In commercial OCT angiography and previous work, a slab-subtraction (SS) algorithm has been used to suppress the flow projection artifact. For example, the vascular pattern of the inner retinal circulation can be subtracted from the outer retinal slab, leaving the outer retinal slab vessel-free (as it is known to be in the healthy eye) (Liu L et al, Biomed Opt Express 6, 3564-3576 (2015); Zhang A et al, Biomed Opt Express 6, 4130-4143 (2015); incorporated by reference herein). Unfortunately, the SS algorithm replaces the flow projection artifact with a shadow artifact, the problem of which becomes obvious when one examines a CNV case. The SS algorithm erases most of the CNV that overlaps with the more superficial retinal circulation, leaving gaps that compromise the vascular integrity (i.e., connectivity) and are difficult to reconstruct (Huang D et al, OCT Angiography Atlas, 2015; incorporated by reference herein).
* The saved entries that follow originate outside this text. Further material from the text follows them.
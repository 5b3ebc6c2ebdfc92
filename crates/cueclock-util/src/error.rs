//! Error types for cueclockd

use thiserror::Error;

use crate::{CategoryId, TableId};

/// Broad failure family, used to pick a protocol error code
#[derive(Debug, Clone, Copy, PartialEq, Eq)]
pub enum ErrorKind {
    NotFound,
    InvalidArgument,
    InvalidState,
    NoSessions,
    Store,
    Internal,
}

/// Core error type for table operations
#[derive(Debug, Error)]
pub enum CueError {
    #[error("Category not found: {0}")]
    CategoryNotFound(CategoryId),

    #[error("Table {table_id} not found in category {category}")]
    TableNotFound {
        category: CategoryId,
        table_id: TableId,
    },

    #[error("Invalid argument: {0}")]
    InvalidArgument(String),

    #[error("Invalid state: {0}")]
    InvalidState(String),

    #[error("No completed sessions for {category} table {table_id}")]
    NoSessions {
        category: CategoryId,
        table_id: TableId,
    },

    #[error("Configuration error: {0}")]
    ConfigError(String),

    #[error("Store error: {0}")]
    StoreError(String),

    #[error("IPC error: {0}")]
    IpcError(String),

    #[error("Internal error: {0}")]
    Internal(String),
}

impl CueError {
    pub fn invalid_argument(msg: impl Into<String>) -> Self {
        Self::InvalidArgument(msg.into())
    }

    pub fn invalid_state(msg: impl Into<String>) -> Self {
        Self::InvalidState(msg.into())
    }

    pub fn config(msg: impl Into<String>) -> Self {
        Self::ConfigError(msg.into())
    }

    pub fn store(msg: impl Into<String>) -> Self {
        Self::StoreError(msg.into())
    }

    pub fn ipc(msg: impl Into<String>) -> Self {
        Self::IpcError(msg.into())
    }

    pub fn internal(msg: impl Into<String>) -> Self {
        Self::Internal(msg.into())
    }

    pub fn kind(&self) -> ErrorKind {
        match self {
            CueError::CategoryNotFound(_) | CueError::TableNotFound { .. } => ErrorKind::NotFound,
            CueError::InvalidArgument(_) => ErrorKind::InvalidArgument,
            CueError::InvalidState(_) => ErrorKind::InvalidState,
            CueError::NoSessions { .. } => ErrorKind::NoSessions,
            CueError::StoreError(_) => ErrorKind::Store,
            CueError::ConfigError(_) | CueError::IpcError(_) | CueError::Internal(_) => {
                ErrorKind::Internal
            }
        }
    }
}

pub type Result<T> = std::result::Result<T, CueError>;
Another shortcoming of the SS approach is that it is only operates on 2D en face angiograms; but does not provide correction to cross sectional B-scan images. In other words, the SS algorithm is that it does not suppress flow projection through the depth direction of the slab, leaving obvious tail artifacts on cross-sectional OCT angiograms. Thus, this approach cannot be used to delineate separate vascular plexuses without pre-defining their slab boundaries. Previous histological studies have shown that there are as many as 3 distinct vascular plexuses in the inner retina alone (Chan G et al, Invest Ophthalmol Vis Sci 53, 5502-5514 (2012); incorporated by reference herein). It is difficult to delineate these 3 plexuses in vivo using the SS algorithm. All of these deficiencies underscore the need for a more robust method of processing 3D datasets to remove shadowgraphic flow projection artifact.